Liberté individuelle. À l’âge de cinq ans, tout citoyen sera arraché à sa famille par ordre du gouvernement, qui seul a le droit d’être paternel.

Liberté des cultes. Le clergé est aboli ; toute religion est supprimée ; vous n’êtes libre que de n’en pas avoir.

Liberté de l’industrie et du commerce. Il est défendu de s’enrichir.

Organisation du travail. Tous les citoyens sont admis à travailler, mais à condition qu’ils ne toucheront point de salaire. Le peuple travaillera pour lui-même à son profit : les tailleurs feront des habits, non pour les vendre, mais pour les porter ; les chapeliers feront des chapeaux, mais seulement pour leur tête ; les cordonniers feront des souliers, mais seulement pour leurs pieds, etc., etc.
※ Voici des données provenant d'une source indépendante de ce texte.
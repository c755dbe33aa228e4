//! Raw register access, register dumps and version reporting.

use std::fmt::Write as _;

use tracing::debug;

use super::DeviceSession;
use crate::error::Result;
use crate::protocol::constants::*;
use crate::protocol::{AppId, AppVersion};
use crate::transport::SensorTransport;

/// Render registers as a hex dump, 16 per line, each line prefixed with
/// the address of its first register.
pub fn format_register_dump(regs: &[u8]) -> String {
    let mut out = String::new();
    for (line, chunk) in regs.chunks(16).enumerate() {
        let _ = write!(out, "{:02x}:", line * 16);
        for byte in chunk {
            let _ = write!(out, " {byte:02x}");
        }
        out.push('\n');
    }
    out
}

impl<T: SensorTransport> DeviceSession<T> {
    pub fn read_register(&self, reg: u8) -> Result<u8> {
        self.with_state(|st| {
            let value = st.transport.read_u8(reg)?;
            st.shadow[reg as usize] = value;
            Ok(value)
        })
    }

    /// Write a register. With a mask only the masked bits change
    /// (read-modify-write).
    pub fn write_register(&self, reg: u8, value: u8, mask: Option<u8>) -> Result<()> {
        self.with_state(|st| {
            let value = match mask {
                Some(mask) => {
                    let current = st.transport.read_u8(reg)?;
                    (current & !mask) | (value & mask)
                }
                None => value,
            };
            debug!(reg = %format!("{reg:#04x}"), value = %format!("{value:#04x}"), "Register write");
            st.transport.write_u8(reg, value)?;
            st.shadow[reg as usize] = value;
            Ok(())
        })
    }

    /// Read every addressable register into the shadow copy and return it.
    pub fn dump_registers(&self) -> Result<Vec<u8>> {
        self.with_state(|st| {
            let mut regs = [0u8; MAX_REGS];
            st.transport.read(0, &mut regs)?;
            st.shadow = regs;
            Ok(regs.to_vec())
        })
    }

    /// App0 header block: ids, command block and state registers.
    pub fn control_registers(&self) -> Result<Vec<u8>> {
        self.with_state(|st| {
            st.require_app0()?;
            let mut regs = [0u8; CTRL_FRAME_SIZE];
            st.transport.read(0, &mut regs)?;
            st.shadow[..CTRL_FRAME_SIZE].copy_from_slice(&regs);
            Ok(regs.to_vec())
        })
    }

    /// Running App0 version; `None` outside App0.
    pub fn app_version(&self) -> Result<Option<AppVersion>> {
        self.with_state(|st| {
            if st.info.app_id != AppId::Measurement {
                return Ok(None);
            }
            let mut minor_patch = [0u8; 2];
            st.transport.read(REG_APP_REV_MINOR, &mut minor_patch)?;
            Ok(Some(AppVersion {
                major: st.info.app_version,
                minor: minor_patch[0],
                patch: minor_patch[1],
            }))
        })
    }

    /// `major.minor.patch` in App0, `app_id-version-0-0` elsewhere.
    pub fn version_string(&self) -> Result<String> {
        let info = self.info();
        match self.app_version()? {
            Some(version) => Ok(version.to_string()),
            None => Ok(format!("{:#x}-{}-0-0", info.app_id.raw(), info.app_version)),
        }
    }
}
L’exploitation de l’homme par l’homme étant une monstruosité désormais intolérable, cette maxime est d’une grande justesse ; les pauvres ne sont pas faits pour servir les riches. Mais nous demandons qu’on ajoute à l’idée, et que la loi dise aussi : Les auteurs feront des ouvrages qu’ils liront eux-mêmes, les gens d’esprit n’étant pas faits pour amuser les imbéciles.